A youth drugs crisis now overshadows a corner of north-east India where less than a century ago people were still living in huts and worshipping idols.
The warning, from Bishop Stephen Rotluanga of Aizawl, close to the border with Burma and Bangladesh, comes amid statistics showing that up to one in three young people are affected by drug abuse.
Other figures quoted by the bishop state that in the capital, also named Aizawl, there are now 20 drug rehabilitation centres.
In an interview with Aid to the Church in Need, the charity for persecuted and other suffering Christians, Bishop Rotluanga blamed the crisis on marriage breakdown, the impact of the global media and a decline in traditional values.
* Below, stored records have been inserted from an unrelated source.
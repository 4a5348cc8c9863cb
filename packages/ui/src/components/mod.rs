//! Presentational primitives. Each maps its `variant`/`size`/`padding` props
//! to a fixed Tailwind class string; the mapping functions are public so
//! other crates (and tests) can reuse them without rendering.

mod button;
mod card;
mod cn;
mod input;
mod modal;

pub use button::{button_class, Button, ButtonSize, ButtonVariant};
pub use card::{card_class, Card, CardBody, CardFooter, CardHeader, CardPadding, CardVariant};
pub use cn::cn;
pub use input::{input_class, input_hint, Input, InputVariant};
pub use modal::{modal_class, Modal, ModalBody, ModalFooter, ModalHeader, ModalSize, MODAL_TITLE_ID};
use dioxus::prelude::*;

use crate::components::{Button, ButtonSize, ButtonVariant};
use crate::icons::{FaBolt, FaTags, FaUsers};
use crate::{paths, Icon, Navigation, PageContainer, PageContent};

/// Landing page with links into the notes list and the new-note form.
#[component]
pub fn HomeView() -> Element {
    rsx! {
        PageContainer {
            Navigation {
                actions: rsx! {
                    Link { to: paths::NOTES, Button { variant: ButtonVariant::Outline, "All notes" } }
                    Link { to: paths::NEW_NOTE, Button { "New note" } }
                },
            }
            PageContent {
                div {
                    class: "text-center",
                    h2 { class: "mb-4 text-4xl font-bold text-slate-900", "Smart notes for your team" }
                    p {
                        class: "mx-auto mb-12 max-w-2xl text-xl text-slate-600",
                        "Capture ideas, organise them with tags, and share them with the people you work with."
                    }
                    div {
                        class: "flex justify-center space-x-4",
                        Link {
                            to: paths::NOTES,
                            Button { size: ButtonSize::Lg, class: "px-8", "Get started" }
                        }
                        Link {
                            to: paths::NEW_NOTE,
                            Button { variant: ButtonVariant::Outline, size: ButtonSize::Lg, class: "px-8", "Write a note" }
                        }
                    }
                }
                div {
                    class: "mt-20 grid gap-8 md:grid-cols-3",
                    FeatureCard {
                        accent: "bg-blue-100 text-blue-600",
                        title: "Markdown notes",
                        body: "Write with headings, lists, tables and code blocks, rendered when you read the note.",
                        Icon { icon: FaBolt, width: 24, height: 24 }
                    }
                    FeatureCard {
                        accent: "bg-green-100 text-green-600",
                        title: "Public or private",
                        body: "Keep a note to yourself or mark it public for the rest of the team.",
                        Icon { icon: FaUsers, width: 24, height: 24 }
                    }
                    FeatureCard {
                        accent: "bg-purple-100 text-purple-600",
                        title: "Tags",
                        body: "Sort notes with tags and spot related ones at a glance in the list.",
                        Icon { icon: FaTags, width: 24, height: 24 }
                    }
                }
            }
        }
    }
}

#[component]
fn FeatureCard(accent: &'static str, title: &'static str, body: &'static str, children: Element) -> Element {
    rsx! {
        div {
            class: "rounded-lg border border-slate-200 bg-white p-8 shadow-sm transition-shadow hover:shadow-md",
            div {
                class: "mb-6 flex h-12 w-12 items-center justify-center rounded-lg {accent}",
                {children}
            }
            h3 { class: "mb-3 text-xl font-semibold text-slate-900", "{title}" }
            p { class: "leading-relaxed text-slate-600", "{body}" }
        }
    }
}
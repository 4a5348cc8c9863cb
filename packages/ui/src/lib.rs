//! This crate contains all shared UI for the workspace: the component
//! primitives, the notes-app building blocks and the page views.

use dioxus::prelude::*;

pub mod components;
pub mod paths;
pub mod views;

// Re-export icon library
pub use dioxus_free_icons::Icon;
pub mod icons {
    pub use dioxus_free_icons::icons::fa_solid_icons::*;
}

pub const TAILWIND_CSS: Asset = asset!("/assets/tailwind.css");

mod markdown;
pub use markdown::render_markdown;

mod navigation;
pub use navigation::{Breadcrumb, Navigation};

mod layout;
pub use layout::{PageContainer, PageContent};

mod status;
pub use status::{ErrorBanner, ErrorCard, ErrorIcon, LoadingSpinner, SpinnerSize};

mod confirm_dialog;
pub use confirm_dialog::ConfirmDialog;

mod note_form;
pub use note_form::{submit_allowed, NoteForm, TagEditor};

mod edit_note;
pub use edit_note::{use_edit_note, EditNote};
use dioxus::prelude::*;
use ui::views::NoteDetailView;

#[component]
pub fn NoteDetail(id: String) -> Element {
    rsx! { NoteDetailView { id } }
}
use api::ApiStore;
use dioxus::prelude::*;
use store::{NoteStore, StoreError};

use crate::components::{Button, ButtonSize, ButtonVariant, Card, CardBody, CardHeader, CardPadding};
use crate::markdown::render_markdown;
use crate::navigation::Breadcrumb;
use crate::views::NotFoundView;
use crate::{paths, ErrorCard, LoadingSpinner, Navigation, PageContainer};

/// Read-only view of one note with its content rendered as Markdown.
#[component]
pub fn NoteDetailView(id: String) -> Element {
    // Track the id in a signal so the resource re-runs on route param change
    let mut id_signal = use_signal(|| id.clone());
    if *id_signal.peek() != id {
        id_signal.set(id.clone());
    }

    let mut resource = use_resource(move || async move { ApiStore.get_note(&id_signal()).await });

    let note = match &*resource.read() {
        None => return rsx! { LoadingSpinner { message: "Loading note..." } },
        Some(Err(StoreError::NotFound)) => return rsx! { NotFoundView {} },
        Some(Err(err)) => {
            tracing::warn!(%id, error = %err, "loading note failed");
            return rsx! {
                ErrorCard {
                    message: "Could not load the note.",
                    on_retry: move |_| resource.restart(),
                }
            };
        }
        Some(Ok(found)) => found.clone(),
    };

    let html = render_markdown(&note.content);
    let created = note.created_at.format("%Y-%m-%d").to_string();
    let updated = note.updated_at.format("%Y-%m-%d").to_string();

    rsx! {
        PageContainer {
            Navigation {
                breadcrumbs: vec![
                    Breadcrumb::link("All notes", paths::NOTES),
                    Breadcrumb::current(note.title.clone()),
                ],
                actions: rsx! {
                    Link {
                        to: paths::edit_note(&note.id),
                        Button { size: ButtonSize::Sm, "Edit" }
                    }
                },
            }
            div {
                class: "mx-auto max-w-4xl px-6 py-8",
                Card {
                    padding: CardPadding::None,
                    class: "mb-8",
                    CardHeader {
                        class: "p-8 pb-6",
                        div {
                            class: "mb-6 flex items-start justify-between",
                            div {
                                class: "flex-1",
                                h1 { class: "mb-4 text-3xl font-bold text-slate-900", "{note.title}" }
                                div {
                                    class: "mb-4 flex flex-wrap gap-2",
                                    for tag in note.tags.iter() {
                                        span {
                                            key: "{tag}",
                                            class: "inline-flex items-center rounded-full bg-blue-50 px-3 py-1 text-sm font-medium text-blue-700",
                                            "{tag}"
                                        }
                                    }
                                }
                            }
                            if note.is_public {
                                div {
                                    class: "ml-6 flex items-center space-x-2 text-sm text-green-600",
                                    div { class: "h-2 w-2 rounded-full bg-green-400" }
                                    span { "Public" }
                                }
                            } else {
                                div {
                                    class: "ml-6 flex items-center space-x-2 text-sm text-slate-500",
                                    div { class: "h-2 w-2 rounded-full bg-slate-400" }
                                    span { "Private" }
                                }
                            }
                        }
                        div {
                            class: "flex items-center space-x-6 text-sm text-slate-500",
                            span { "Created {created}" }
                            span { "Updated {updated}" }
                        }
                    }
                    CardBody {
                        class: "p-8 pt-0",
                        if note.content.trim().is_empty() {
                            p { class: "italic text-slate-400", "This note is empty." }
                        } else {
                            div { class: "markdown-body max-w-none", dangerous_inner_html: html }
                        }
                    }
                }
                div {
                    class: "flex items-center justify-between",
                    Link {
                        to: paths::NOTES,
                        Button { variant: ButtonVariant::Outline, "← Back to notes" }
                    }
                    Link {
                        to: paths::edit_note(&note.id),
                        Button { "Edit note" }
                    }
                }
            }
        }
    }
}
He spoke of the "brittle" development of society, which is now unrecognisable compared to the situation before the First World War when people were still animist in their beliefs and lived in bamboo huts.
The region is very different from other parts of north-east India, which remain very deprived and under-developed and where far from grappling with youth drug problems, people are struggling with extreme poverty.
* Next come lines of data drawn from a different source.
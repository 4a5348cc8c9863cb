use std::sync::{Arc, Mutex};

use chrono::Utc;
use types::{CreateNoteRequest, Note, UpdateNoteRequest};

use crate::error::StoreError;
use crate::repo::NoteStore;

/// In-memory NoteStore for tests and running without a database.
#[derive(Clone, Debug, Default)]
pub struct MemoryStore {
    notes: Arc<Mutex<Vec<Note>>>,
}

impl MemoryStore {
    pub fn new() -> Self {
        Self::default()
    }

    /// Store an existing record as-is, replacing any note with the same id.
    pub fn insert(&self, note: Note) {
        let mut notes = self.notes.lock().unwrap();
        notes.retain(|n| n.id != note.id);
        notes.push(note);
    }

    pub fn len(&self) -> usize {
        self.notes.lock().unwrap().len()
    }

    pub fn is_empty(&self) -> bool {
        self.len() == 0
    }
}

impl NoteStore for MemoryStore {
    async fn list_notes(&self) -> Result<Vec<Note>, StoreError> {
        let mut notes: Vec<Note> = self.notes.lock().unwrap().iter().rev().cloned().collect();
        // Stable: notes created in the same instant stay newest-inserted first.
        notes.sort_by(|a, b| b.created_at.cmp(&a.created_at));
        Ok(notes)
    }

    async fn get_note(&self, id: &str) -> Result<Note, StoreError> {
        self.notes
            .lock()
            .unwrap()
            .iter()
            .find(|n| n.id == id)
            .cloned()
            .ok_or(StoreError::NotFound)
    }

    async fn create_note(&self, request: CreateNoteRequest) -> Result<Note, StoreError> {
        let now = Utc::now();
        let note = Note {
            id: uuid::Uuid::new_v4().to_string(),
            title: request.title,
            content: request.content,
            created_at: now,
            updated_at: now,
            author_id: request.author_id,
            is_public: request.is_public,
            tags: request.tags,
        };
        self.notes.lock().unwrap().push(note.clone());
        Ok(note)
    }

    async fn update_note(&self, id: &str, request: UpdateNoteRequest) -> Result<Note, StoreError> {
        let mut notes = self.notes.lock().unwrap();
        let note = notes
            .iter_mut()
            .find(|n| n.id == id)
            .ok_or(StoreError::NotFound)?;
        request.apply_to(note);
        if request.updated_at.is_none() {
            note.updated_at = Utc::now();
        }
        Ok(note.clone())
    }
}

#[cfg(test)]
mod tests {
    use super::*;
    use chrono::Duration;
    use types::PLACEHOLDER_AUTHOR_ID;

    #[tokio::test]
    async fn test_create_then_get_uses_defaults() {
        let store = MemoryStore::new();

        let created = store
            .create_note(CreateNoteRequest::titled("Test", PLACEHOLDER_AUTHOR_ID))
            .await
            .unwrap();

        let fetched = store.get_note(&created.id).await.unwrap();
        assert_eq!(fetched.title, "Test");
        assert!(fetched.tags.is_empty());
        assert!(!fetched.is_public);
        assert_eq!(fetched.content, "");
        assert_eq!(fetched.created_at, fetched.updated_at);
    }

    #[tokio::test]
    async fn test_get_unknown_id_is_not_found() {
        let store = MemoryStore::new();
        assert_eq!(store.get_note("missing").await, Err(StoreError::NotFound));
    }

    #[tokio::test]
    async fn test_list_newest_first() {
        let store = MemoryStore::new();
        let first = store
            .create_note(CreateNoteRequest::titled("first", "a"))
            .await
            .unwrap();
        let mut older = first.clone();
        older.id = "older".to_string();
        older.title = "older".to_string();
        older.created_at = first.created_at - Duration::days(1);
        store.insert(older);
        store
            .create_note(CreateNoteRequest::titled("second", "a"))
            .await
            .unwrap();

        let titles: Vec<String> = store
            .list_notes()
            .await
            .unwrap()
            .into_iter()
            .map(|n| n.title)
            .collect();
        assert_eq!(titles, vec!["second", "first", "older"]);
    }

    #[tokio::test]
    async fn test_partial_update_keeps_other_fields() {
        let store = MemoryStore::new();
        let mut request = CreateNoteRequest::titled("Plan", "a");
        request.content = "body".to_string();
        request.tags = vec!["x".to_string()];
        let note = store.create_note(request).await.unwrap();

        let updated = store
            .update_note(
                &note.id,
                UpdateNoteRequest {
                    is_public: Some(true),
                    ..Default::default()
                },
            )
            .await
            .unwrap();

        assert!(updated.is_public);
        assert_eq!(updated.title, "Plan");
        assert_eq!(updated.content, "body");
        assert_eq!(updated.tags, vec!["x"]);
        assert!(updated.updated_at >= note.updated_at);
        assert_eq!(store.get_note(&note.id).await.unwrap(), updated);
    }

    #[tokio::test]
    async fn test_update_unknown_id_is_not_found() {
        let store = MemoryStore::new();
        let result = store
            .update_note("missing", UpdateNoteRequest::default())
            .await;
        assert_eq!(result, Err(StoreError::NotFound));
        assert!(store.is_empty());
    }
}
use std::sync::atomic::{AtomicUsize, Ordering};

use dioxus::core::Task;
use dioxus::prelude::*;

use super::cn;

/// Id of the header title, referenced by the dialog's `aria-labelledby`.
pub const MODAL_TITLE_ID: &str = "modal-title";

#[derive(Clone, Copy, Debug, Default, PartialEq, Eq)]
pub enum ModalSize {
    Sm,
    #[default]
    Md,
    Lg,
    Xl,
}

impl ModalSize {
    pub fn class(self) -> &'static str {
        match self {
            Self::Sm => "max-w-md",
            Self::Md => "max-w-lg",
            Self::Lg => "max-w-2xl",
            Self::Xl => "max-w-4xl",
        }
    }
}

pub fn modal_class(size: ModalSize, extra: &str) -> String {
    cn([
        "relative z-10 bg-white rounded-xl shadow-xl max-h-[90vh] overflow-y-auto mx-4 w-full",
        size.class(),
        extra,
    ])
}

static NEXT_KEY: AtomicUsize = AtomicUsize::new(0);

fn next_key() -> usize {
    NEXT_KEY.fetch_add(1, Ordering::Relaxed)
}

fn lock_js(key: usize, listen_escape: bool) -> String {
    format!(
        r#"(function() {{
            document.body.style.overflow = 'hidden';
            if (!{listen_escape}) return;
            window.__modalEscape = window.__modalEscape || {{}};
            if (window.__modalEscape[{key}]) return;
            var handler = function(event) {{
                if (event.key === 'Escape') dioxus.send(event.key);
            }};
            window.__modalEscape[{key}] = handler;
            document.addEventListener('keydown', handler);
        }})();"#
    )
}

fn release_js(key: usize) -> String {
    format!(
        r#"(function() {{
            var handlers = window.__modalEscape || {{}};
            if (handlers[{key}]) {{
                document.removeEventListener('keydown', handlers[{key}]);
                delete handlers[{key}];
            }}
            document.body.style.overflow = 'unset';
        }})();"#
    )
}

/// Scripts to run when a modal's state changes: release what this instance
/// held, then lock again if it is open. A modal that never locked releases
/// nothing, so it cannot undo another modal's lock.
fn transition_scripts(
    key: usize,
    held: bool,
    open: bool,
    listen_escape: bool,
) -> (Option<String>, Option<String>) {
    let release = held.then(|| release_js(key));
    let lock = open.then(|| lock_js(key, listen_escape));
    (release, lock)
}

/// Dialog rendered above the page.
///
/// Renders nothing while `open` is false. While open, background scrolling is
/// locked and, when `close_on_escape` is set and there is an `on_close`
/// handler, Escape calls `on_close`. Both are undone when the modal closes or
/// unmounts.
#[component]
pub fn Modal(
    open: bool,
    #[props(default)] on_close: Option<EventHandler<()>>,
    #[props(default)] size: ModalSize,
    #[props(default = true)] close_on_backdrop_click: bool,
    #[props(default = true)] close_on_escape: bool,
    /// Only wires `aria-labelledby`; render the text with [`ModalHeader`].
    #[props(into, default)]
    title: Option<String>,
    #[props(into, default)] class: String,
    children: Element,
) -> Element {
    let key = use_hook(next_key);
    let listen_escape = close_on_escape && on_close.is_some();

    // Mirror props into a signal so the effect below re-runs when they change.
    let mut state = use_signal(|| (open, listen_escape));
    if *state.peek() != (open, listen_escape) {
        state.set((open, listen_escape));
    }
    let mut listener = use_signal(|| None::<Task>);

    use_effect(move || {
        let (open, listen_escape) = state();
        let held = match listener.take() {
            Some(task) => {
                task.cancel();
                true
            }
            None => false,
        };
        let (release, lock) = transition_scripts(key, held, open, listen_escape);
        if let Some(release) = release {
            document::eval(&release);
        }
        let Some(lock) = lock else {
            return;
        };
        let task = spawn(async move {
            let mut eval = document::eval(&lock);
            while let Ok(pressed) = eval.recv::<String>().await {
                if pressed == "Escape" {
                    if let Some(handler) = on_close {
                        handler.call(());
                    }
                }
            }
        });
        listener.set(Some(task));
    });

    use_drop(move || {
        if let Some(task) = listener.take() {
            task.cancel();
            document::eval(&release_js(key));
        }
    });

    if !open {
        return rsx! {};
    }

    let on_backdrop = move |_| {
        if close_on_backdrop_click {
            if let Some(handler) = on_close {
                handler.call(());
            }
        }
    };

    rsx! {
        div {
            class: "fixed inset-0 z-50 flex items-center justify-center",
            div {
                class: "fixed inset-0 bg-black/50 transition-opacity",
                onclick: on_backdrop,
            }
            div {
                class: modal_class(size, &class),
                role: "dialog",
                aria_modal: "true",
                aria_labelledby: title.as_ref().map(|_| MODAL_TITLE_ID),
                {children}
            }
        }
    }
}

#[component]
pub fn ModalHeader(
    #[props(default = true)] show_close_button: bool,
    #[props(default)] on_close: Option<EventHandler<()>>,
    #[props(into, default)] title: Option<String>,
    #[props(into, default)] class: String,
    #[props(default = VNode::empty())] children: Element,
) -> Element {
    rsx! {
        div {
            class: cn(["flex items-center justify-between p-6 border-b border-gray-200", &class]),
            div {
                class: "flex-1",
                if let Some(title) = title {
                    h2 { id: MODAL_TITLE_ID, class: "text-xl font-semibold text-gray-900", "{title}" }
                }
                {children}
            }
            if let (true, Some(handler)) = (show_close_button, on_close) {
                button {
                    r#type: "button",
                    class: "ml-4 text-gray-400 hover:text-gray-600 transition-colors focus:outline-none focus:ring-2 focus:ring-blue-500 rounded",
                    aria_label: "Close modal",
                    onclick: move |_| handler.call(()),
                    crate::Icon { icon: crate::icons::FaXmark, width: 20, height: 20 }
                }
            }
        }
    }
}

#[component]
pub fn ModalBody(#[props(into, default)] class: String, children: Element) -> Element {
    rsx! {
        div { class: cn(["p-6", &class]), {children} }
    }
}

#[component]
pub fn ModalFooter(#[props(into, default)] class: String, children: Element) -> Element {
    rsx! {
        div {
            class: cn([
                "flex items-center justify-end gap-3 p-6 border-t border-gray-200 bg-gray-50 rounded-b-xl",
                &class,
            ]),
            {children}
        }
    }
}

#[cfg(test)]
mod tests {
    use super::*;

    #[test]
    fn sizes_map_to_max_widths() {
        assert_eq!(ModalSize::Sm.class(), "max-w-md");
        assert_eq!(ModalSize::default().class(), "max-w-lg");
        assert_eq!(ModalSize::Lg.class(), "max-w-2xl");
        assert!(modal_class(ModalSize::Xl, "p-2").ends_with("max-w-4xl p-2"));
    }

    #[test]
    fn release_script_restores_scrolling() {
        let js = release_js(3);
        assert!(js.contains("removeEventListener('keydown', handlers[3])"));
        assert!(js.contains("overflow = 'unset'"));
    }

    #[test]
    fn lock_script_only_listens_when_asked() {
        assert!(lock_js(1, false).contains("if (!false) return;"));
        assert!(lock_js(1, true).contains("addEventListener('keydown', handler)"));
    }

    #[test]
    fn closed_modal_that_never_locked_releases_nothing() {
        assert_eq!(transition_scripts(4, false, false, true), (None, None));
    }

    #[test]
    fn opening_locks_and_closing_releases() {
        let (release, lock) = transition_scripts(4, false, true, true);
        assert!(release.is_none());
        assert_eq!(lock, Some(lock_js(4, true)));

        let (release, lock) = transition_scripts(4, true, false, true);
        assert_eq!(release, Some(release_js(4)));
        assert!(lock.is_none());
    }

    #[test]
    fn prop_change_while_open_relocks() {
        let (release, lock) = transition_scripts(4, true, true, false);
        assert_eq!(release, Some(release_js(4)));
        assert_eq!(lock, Some(lock_js(4, false)));
    }
}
Bishop Rotluanga said: "In my part of India, young people, who can afford to, take painkillers, cannabis, cheap types of adhesive which they inhale, cough syrup - anything that can alter their state of mind.
"In some instances, due to substance abuse and misuse of needles, doctors dealing with the problem have to amputate limbs etc."
Key to the problem, he said, is high unemployment which creates huge frustration in a region which has the second highest literacy levels across India, ranking only behind Kerala in the south-west.